START SUPPLIED DATA

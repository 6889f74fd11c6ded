use anyhow::Context;
use pesan_app::{app, demo_request};
use tracing_subscriber::{layer::SubscriberExt, util::SubscriberInitExt};

fn main() -> anyhow::Result<()> {
    tracing_subscriber::registry()
        .with(
            tracing_subscriber::EnvFilter::try_from_default_env().unwrap_or_else(|_| {
                "pesan=info,pesan_app=info,pesan_order=info,pesan_catalog=info,pesan_core=info"
                    .into()
            }),
        )
        .with(tracing_subscriber::fmt::layer())
        .init();

    let config = pesan_store::Config::load().context("Failed to load config")?;
    tracing::debug!(?config, "Configuration loaded");

    let app = app(&config);
    let request = demo_request(&config.demo_order);

    // The outcome is reported through the log only; exit status stays 0
    match app.orchestrator.try_place_order(&request) {
        Ok(receipt) => {
            let receipt = serde_json::to_string(&receipt).context("Failed to encode receipt")?;
            tracing::debug!(%receipt, "Order receipt");
        }
        Err(err) => tracing::debug!(error = %err, "Order rejected"),
    }

    tracing::info!(
        stock = app.inventory.stock(),
        balance = app.payment.balance(),
        "Final account state"
    );
    Ok(())
}
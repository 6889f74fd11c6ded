use chrono::{DateTime, Utc};
use pesan_core::{CoreError, CoreResult};
use serde::{Deserialize, Serialize};
use uuid::Uuid;

/// Everything needed to place one order
#[derive(Debug, Clone, PartialEq, Eq, Serialize, Deserialize)]
pub struct OrderRequest {
    pub product_id: String,
    pub quantity: i64,
    pub account_number: String,
    pub amount: i64,
    pub shipping_address: String,
}

impl OrderRequest {
    pub fn new(
        product_id: impl Into<String>,
        quantity: i64,
        account_number: impl Into<String>,
        amount: i64,
        shipping_address: impl Into<String>,
    ) -> Self {
        Self {
            product_id: product_id.into(),
            quantity,
            account_number: account_number.into(),
            amount,
            shipping_address: shipping_address.into(),
        }
    }

    /// Strict checks, applied only when the orchestrator is told to validate
    pub fn validate(&self) -> CoreResult<()> {
        if self.quantity <= 0 {
            return Err(CoreError::ValidationError(format!(
                "quantity must be positive, got {}",
                self.quantity
            )));
        }
        if self.amount < 0 {
            return Err(CoreError::ValidationError(format!(
                "amount must not be negative, got {}",
                self.amount
            )));
        }

        let required = [
            ("product_id", &self.product_id),
            ("account_number", &self.account_number),
            ("shipping_address", &self.shipping_address),
        ];
        for (field, value) in required {
            if value.trim().is_empty() {
                return Err(CoreError::ValidationError(format!("{} is required", field)));
            }
        }

        Ok(())
    }
}

/// Steps of the order pipeline, in execution order
#[derive(Debug, Clone, Copy, PartialEq, Eq, Hash)]
pub enum OrderStage {
    StockCheck,
    HealthCheck,
    Payment,
    StockUpdate,
    Shipping,
    Done,
}

impl OrderStage {
    pub fn next(self) -> Option<OrderStage> {
        match self {
            Self::StockCheck => Some(Self::HealthCheck),
            Self::HealthCheck => Some(Self::Payment),
            Self::Payment => Some(Self::StockUpdate),
            Self::StockUpdate => Some(Self::Shipping),
            Self::Shipping => Some(Self::Done),
            Self::Done => None,
        }
    }

    /// Gate stages; failing one leaves stock and balance untouched
    pub fn is_check(self) -> bool {
        matches!(self, Self::StockCheck | Self::HealthCheck | Self::Payment)
    }
}

/// Proof of a placed order
#[derive(Debug, Clone, Serialize, Deserialize)]
pub struct OrderReceipt {
    pub order_id: Uuid,
    pub product_id: String,
    pub quantity: i64,
    pub account_number: String,
    pub amount: i64,
    pub shipping_address: String,
    pub placed_at: DateTime<Utc>,
}

impl OrderReceipt {
    pub fn for_request(request: &OrderRequest) -> Self {
        Self {
            order_id: Uuid::new_v4(),
            product_id: request.product_id.clone(),
            quantity: request.quantity,
            account_number: request.account_number.clone(),
            amount: request.amount,
            shipping_address: request.shipping_address.clone(),
            placed_at: Utc::now(),
        }
    }
}
pub mod models;
pub mod orchestrator;
pub mod shipping;

pub use models::{OrderReceipt, OrderRequest, OrderStage};
pub use orchestrator::{OrderError, OrderOrchestrator};
pub use shipping::{ShippingDispatcher, ShippingService};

END SUPPLIED DATA

* _EXERCISE DETAILS_: Write the whole of the data out again exactly as it stands.

* _TASK ANSWER_:
repository 6889f74fd11c6ded
use anyhow::Context;
use pesan_app::{app, demo_request};
use tracing_subscriber::{layer::SubscriberExt, util::SubscriberInitExt};

fn main() -> anyhow::Result<()> {
    tracing_subscriber::registry()
        .with(
            tracing_subscriber::EnvFilter::try_from_default_env().unwrap_or_else(|_| {
                "pesan=info,pesan_app=info,pesan_order=info,pesan_catalog=info,pesan_core=info"
                    .into()
            }),
        )
        .with(tracing_subscriber::fmt::layer())
        .init();

    let config = pesan_store::Config::load().context("Failed to load config")?;
    tracing::debug!(?config, "Configuration loaded");

    let app = app(&config);
    let request = demo_request(&config.demo_order);

    // The outcome is reported through the log only; exit status stays 0
    match app.orchestrator.try_place_order(&request) {
        Ok(receipt) => {
            let receipt = serde_json::to_string(&receipt).context("Failed to encode receipt")?;
            tracing::debug!(%receipt, "Order receipt");
        }
        Err(err) => tracing::debug!(error = %err, "Order rejected"),
    }

    tracing::info!(
        stock = app.inventory.stock(),
        balance = app.payment.balance(),
        "Final account state"
    );
    Ok(())
}
repository 6889f74fd11c6ded
use chrono::{DateTime, Utc};
use pesan_core::{CoreError, CoreResult};
use serde::{Deserialize, Serialize};
use uuid::Uuid;

/// Everything needed to place one order
#[derive(Debug, Clone, PartialEq, Eq, Serialize, Deserialize)]
pub struct OrderRequest {
    pub product_id: String,
    pub quantity: i64,
    pub account_number: String,
    pub amount: i64,
    pub shipping_address: String,
}

impl OrderRequest {
    pub fn new(
        product_id: impl Into<String>,
        quantity: i64,
        account_number: impl Into<String>,
        amount: i64,
        shipping_address: impl Into<String>,
    ) -> Self {
        Self {
            product_id: product_id.into(),
            quantity,
            account_number: account_number.into(),
            amount,
            shipping_address: shipping_address.into(),
        }
    }

    /// Strict checks, applied only when the orchestrator is told to validate
    pub fn validate(&self) -> CoreResult<()> {
        if self.quantity <= 0 {
            return Err(CoreError::ValidationError(format!(
                "quantity must be positive, got {}",
                self.quantity
            )));
        }
        if self.amount < 0 {
            return Err(CoreError::ValidationError(format!(
                "amount must not be negative, got {}",
                self.amount
            )));
        }

        let required = [
            ("product_id", &self.product_id),
            ("account_number", &self.account_number),
            ("shipping_address", &self.shipping_address),
        ];
        for (field, value) in required {
            if value.trim().is_empty() {
                return Err(CoreError::ValidationError(format!("{} is required", field)));
            }
        }

        Ok(())
    }
}

/// Steps of the order pipeline, in execution order
#[derive(Debug, Clone, Copy, PartialEq, Eq, Hash)]
pub enum OrderStage {
    StockCheck,
    HealthCheck,
    Payment,
    StockUpdate,
    Shipping,
    Done,
}

impl OrderStage {
    pub fn next(self) -> Option<OrderStage> {
        match self {
            Self::StockCheck => Some(Self::HealthCheck),
            Self::HealthCheck => Some(Self::Payment),
            Self::Payment => Some(Self::StockUpdate),
            Self::StockUpdate => Some(Self::Shipping),
            Self::Shipping => Some(Self::Done),
            Self::Done => None,
        }
    }

    /// Gate stages; failing one leaves stock and balance untouched
    pub fn is_check(self) -> bool {
        matches!(self, Self::StockCheck | Self::HealthCheck | Self::Payment)
    }
}

/// Proof of a placed order
#[derive(Debug, Clone, Serialize, Deserialize)]
pub struct OrderReceipt {
    pub order_id: Uuid,
    pub product_id: String,
    pub quantity: i64,
    pub account_number: String,
    pub amount: i64,
    pub shipping_address: String,
    pub placed_at: DateTime<Utc>,
}

impl OrderReceipt {
    pub fn for_request(request: &OrderRequest) -> Self {
        Self {
            order_id: Uuid::new_v4(),
            product_id: request.product_id.clone(),
            quantity: request.quantity,
            account_number: request.account_number.clone(),
            amount: request.amount,
            shipping_address: request.shipping_address.clone(),
            placed_at: Utc::now(),
        }
    }
}
pub mod models;
pub mod orchestrator;
pub mod shipping;

pub use models::{OrderReceipt, OrderRequest, OrderStage};
pub use orchestrator::{OrderError, OrderOrchestrator};
pub use shipping::{ShippingDispatcher, ShippingService};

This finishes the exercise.